How do I know if my patient is eligible to receive MitraClip® therapy?
You can refer your patient to a MitraClip® Center
, where a Heart Team will determine if they are eligible for MitraClip®
therapy based on the following criteria1
Degenerative mitral regurgitation (DMR)
- Also known as primary or organic MR, DMR is usually due to an anatomic abnormality of the mitral valve itself, including the leaflets, and/or the subvalvular apparatus, such as the chordae of papillary muscles
Significant mitral regurgitation (MR ≥ 3+)
Prohibitive risk criteria, including any of the following:
30-day Society of Thoracic Surgeons (STS) predicted operative mortality risk score of
- ≥8% (mitral valve replacement)
- ≥6% (mitral valve repair)
- Porcelain aorta or extensively calcified ascending aorta
- Frailty (assessed by in-person cardiac surgeon consultation)
- Hostile chest
- Severe liver disease / cirrhosis (MELD Score > 12)
- Severe pulmonary hypertension (systolic pulmonary artery pressure > 2/3 systemic pressure)
- Unusual extenuating circumstance, such as right ventricular dysfunction with severe tricuspid regurgitation, chemotherapy for malignancy, major bleeding diathesis, immobility, AIDS, severe dementia, high risk of aspiration, internal mammary artery at high risk of injury, etc.
Existing comorbidities do not preclude expected benefit of MR reduction to ≤2+
What are the preferred anatomic patient characteristics for the TMVr procedure?

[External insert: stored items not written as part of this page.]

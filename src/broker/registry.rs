use std::collections::VecDeque;

use chrono::{DateTime, Utc};

use crate::protocol::{Frame, Multipart};

/// Registry key for a transport address.
pub fn identity_of(address: &[u8]) -> String {
    hex::encode(address)
}

#[derive(Clone, Debug)]
pub struct Worker {
    identity: String,
    address: Frame,
    service: Option<String>,
    expiry: DateTime<Utc>,
    busy: bool,
}

impl Worker {
    pub fn new(address: &[u8], expiry: DateTime<Utc>) -> Self {
        Self {
            identity: identity_of(address),
            address: address.to_vec(),
            service: None,
            expiry,
            busy: false,
        }
    }

    pub fn identity(&self) -> &str {
        &self.identity
    }

    pub fn address(&self) -> &[u8] {
        &self.address
    }

    /// Name of the bound service; a lookup key into the service registry, never ownership.
    pub fn service(&self) -> Option<&str> {
        self.service.as_deref()
    }

    pub fn expiry(&self) -> DateTime<Utc> {
        self.expiry
    }

    pub fn is_expired(&self, now: DateTime<Utc>) -> bool {
        now > self.expiry
    }

    /// True between a REQUEST being dispatched to the worker and its REPLY.
    pub fn is_busy(&self) -> bool {
        self.busy
    }

    pub(super) fn assign(&mut self) {
        self.busy = true;
    }

    pub(super) fn release(&mut self) {
        self.busy = false;
    }

    pub(super) fn bind_service(&mut self, service: &str) {
        self.service = Some(service.to_owned());
    }

    pub(super) fn refresh(&mut self, expiry: DateTime<Utc>) {
        self.expiry = expiry;
    }
}

#[derive(Clone, Debug)]
pub struct Service {
    name: String,
    pub(super) requests: VecDeque<Multipart>,
    pub(super) waiting: VecDeque<String>,
}

impl Service {
    pub fn new(name: &str) -> Self {
        Self {
            name: name.to_owned(),
            requests: VecDeque::new(),
            waiting: VecDeque::new(),
        }
    }

    pub fn name(&self) -> &str {
        &self.name
    }

    pub fn pending_requests(&self) -> usize {
        self.requests.len()
    }

    pub fn idle_workers(&self) -> usize {
        self.waiting.len()
    }

    /// Pairs the oldest idle worker with the oldest pending request.
    pub(super) fn next_assignment(&mut self) -> Option<(String, Multipart)> {
        if self.waiting.is_empty() || self.requests.is_empty() {
            return None;
        }
        let worker = self.waiting.pop_front()?;
        let request = self.requests.pop_front()?;
        Some((worker, request))
    }
}
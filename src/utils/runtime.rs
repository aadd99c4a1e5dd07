use std::process;

/// Exits with status 2 on platforms without POSIX signal delivery.
pub fn ensure_posix_or_exit() {
    if !cfg!(unix) {
        eprintln!("unsupported platform: bcp-broker relies on POSIX signals for shutdown");
        process::exit(2);
    }
}

/// Prints `context: error` to stderr and exits with status 2.
pub fn exit_with_error(context: &str, error: impl std::fmt::Display) -> ! {
    eprintln!("{context}: {error}");
    process::exit(2);
}
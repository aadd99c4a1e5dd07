use chrono::{DateTime, Utc};

/// Time source for expiry and heartbeat scheduling.
pub trait Clock {
    fn now(&self) -> DateTime<Utc>;
}

#[derive(Clone, Copy, Debug, Default)]
pub struct SystemClock;

impl Clock for SystemClock {
    fn now(&self) -> DateTime<Utc> {
        Utc::now()
    }
}

#[cfg(test)]
pub use manual::ManualClock;
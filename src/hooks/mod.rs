use std::fmt;
use std::panic::{catch_unwind, AssertUnwindSafe};

use crate::logging::Logger;

pub type HookResult = Result<(), String>;

type Hook = Box<dyn Fn(&str) -> HookResult>;

const LOG_CONTEXT: &str = "broker::hooks";

#[derive(Clone, Copy, Debug, PartialEq, Eq)]
pub enum LifecycleEvent {
    Connection,
    Disconnection,
}

impl LifecycleEvent {
    fn as_str(self) -> &'static str {
        match self {
            Self::Connection => "on_connection",
            Self::Disconnection => "on_disconnection",
        }
    }
}

/// Optional observers for workers joining and leaving a service.
///
/// Callbacks receive the service name. A failing or panicking callback is
/// logged and otherwise ignored; routing never depends on hook outcomes.
#[derive(Default)]
pub struct LifecycleHooks {
    on_connection: Option<Hook>,
    on_disconnection: Option<Hook>,
}

impl LifecycleHooks {
    pub fn new() -> Self {
        Self::default()
    }

    pub fn on_connection<F>(mut self, hook: F) -> Self
    where
        F: Fn(&str) -> HookResult + 'static,
    {
        self.on_connection = Some(Box::new(hook));
        self
    }

    pub fn on_disconnection<F>(mut self, hook: F) -> Self
    where
        F: Fn(&str) -> HookResult + 'static,
    {
        self.on_disconnection = Some(Box::new(hook));
        self
    }

    pub fn notify(&self, event: LifecycleEvent, service: &str, logger: &Logger) {
        let hook = match event {
            LifecycleEvent::Connection => self.on_connection.as_ref(),
            LifecycleEvent::Disconnection => self.on_disconnection.as_ref(),
        };
        let Some(hook) = hook else {
            return;
        };

        match catch_unwind(AssertUnwindSafe(|| hook(service))) {
            Ok(Ok(())) => {}
            Ok(Err(message)) => logger.warn(
                Some(LOG_CONTEXT),
                &format!("{} hook failed for service '{service}': {message}", event.as_str()),
            ),
            Err(_) => logger.warn(
                Some(LOG_CONTEXT),
                &format!("{} hook panicked for service '{service}'", event.as_str()),
            ),
        }
    }
}

impl fmt::Debug for LifecycleHooks {
    fn fmt(&self, f: &mut fmt::Formatter<'_>) -> fmt::Result {
        f.debug_struct("LifecycleHooks")
            .field("on_connection", &self.on_connection.is_some())
            .field("on_disconnection", &self.on_disconnection.is_some())
            .finish()
    }
}

#[cfg(test)]
mod tests {
    use std::cell::RefCell;
    use std::rc::Rc;

    use crate::logging::testing::memory_logger;
    use crate::logging::LogLevel;

    use super::{LifecycleEvent, LifecycleHooks};

    #[test]
    fn routes_events_to_matching_callback() {
        let (logger, _sink) = memory_logger(LogLevel::Info);
        let seen = Rc::new(RefCell::new(Vec::new()));
        let on_join = Rc::clone(&seen);
        let on_leave = Rc::clone(&seen);

        let hooks = LifecycleHooks::new()
            .on_connection(move |service| {
                on_join.borrow_mut().push(format!("+{service}"));
                Ok(())
            })
            .on_disconnection(move |service| {
                on_leave.borrow_mut().push(format!("-{service}"));
                Ok(())
            });

        hooks.notify(LifecycleEvent::Connection, "svc-a", &logger);
        hooks.notify(LifecycleEvent::Disconnection, "svc-a", &logger);

        assert_eq!(*seen.borrow(), vec!["+svc-a".to_owned(), "-svc-a".to_owned()]);
    }

    #[test]
    fn missing_callbacks_are_noops() {
        let (logger, sink) = memory_logger(LogLevel::Verbose);
        LifecycleHooks::new().notify(LifecycleEvent::Disconnection, "svc-a", &logger);
        assert!(sink.lines().is_empty());
    }

    #[test]
    fn callback_errors_are_logged_not_propagated() {
        let (logger, sink) = memory_logger(LogLevel::Info);
        let hooks = LifecycleHooks::new().on_connection(|_| Err("observer offline".to_owned()));

        hooks.notify(LifecycleEvent::Connection, "svc-a", &logger);

        assert!(sink.contains("on_connection hook failed for service 'svc-a': observer offline"));
    }

    #[test]
    fn callback_panics_are_contained() {
        let (logger, sink) = memory_logger(LogLevel::Info);
        let hooks = LifecycleHooks::new().on_disconnection(|_| panic!("boom"));

        hooks.notify(LifecycleEvent::Disconnection, "svc-b", &logger);

        assert!(sink.contains("on_disconnection hook panicked for service 'svc-b'"));
    }
}
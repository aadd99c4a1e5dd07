use std::cell::RefCell;
use std::collections::VecDeque;
use std::rc::Rc;
use std::time::Duration;

use crate::protocol::{Frame, InboundMessage, Multipart};

use super::{RouterTransport, TransportError};

#[derive(Default)]
struct Queues {
    inbound: VecDeque<InboundMessage>,
    outbound: Vec<Multipart>,
}

/// In-process router used to drive the broker deterministically in tests.
/// Clones share the same queues, so a test keeps one handle after moving
/// the other into the broker.
#[derive(Clone, Default)]
pub struct MemoryRouter {
    queues: Rc<RefCell<Queues>>,
}

impl MemoryRouter {
    pub fn new() -> Self {
        Self::default()
    }

    pub fn push(&self, sender: &[u8], frames: Multipart) {
        self.queues
            .borrow_mut()
            .inbound
            .push_back(InboundMessage::new(sender.to_vec(), frames));
    }

    /// Drains every message the broker sent so far.
    pub fn take_sent(&self) -> Vec<Multipart> {
        std::mem::take(&mut self.queues.borrow_mut().outbound)
    }

    /// Drains sent messages addressed to `identity`, without the identity frame.
    pub fn take_sent_to(&self, identity: &[u8]) -> Vec<Multipart> {
        let mut queues = self.queues.borrow_mut();
        let (matching, rest): (Vec<Multipart>, Vec<Multipart>) = queues
            .outbound
            .drain(..)
            .partition(|frames| frames.first().map(Frame::as_slice) == Some(identity));
        queues.outbound = rest;
        matching
            .into_iter()
            .map(|frames| frames.into_iter().skip(1).collect())
            .collect()
    }
}

impl RouterTransport for MemoryRouter {
    fn poll(&mut self, _timeout: Duration) -> Result<Option<InboundMessage>, TransportError> {
        Ok(self.queues.borrow_mut().inbound.pop_front())
    }

    fn send(&mut self, frames: Multipart) -> Result<(), TransportError> {
        if frames.is_empty() {
            return Err(TransportError::MissingDestination);
        }
        self.queues.borrow_mut().outbound.push(frames);
        Ok(())
    }
}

For optimal results, several anatomic patient characteristics should be considered.1
When you refer your patient to a MitraClip® Center locator tool
, a Heart Team, including a cardiac surgeon experienced in mitral valve surgery and a cardiologist experienced in mitral valve disease, will confirm the following:
The primary regurgitant jet is noncommissural. If a secondary jet exists, it must be considered clinically insignificant
Mitral valve area ≥ 4.0 cm2
Minimal calcification in the grasping area
No leaflet cleft in the grasping area
Flail width < 15 mm and flail gap < 10 mm
LVEF > 20% or LVESD < 60 mm
Is TMVr contraindicated in any patients?
NT device is contraindicated in degenerative MR patients with the following conditions1
Patients who cannot tolerate procedural anticoagulation or postprocedural antiplatelet regimen
Active endocarditis of the mitral valve
Rheumatic mitral valve disease
Evidence of intracardiac, inferior vena cava (IVC), or femoral venous thrombus
Consult with a MitraClip® Center, where a Heart Team can confirm the eligibility of your patient.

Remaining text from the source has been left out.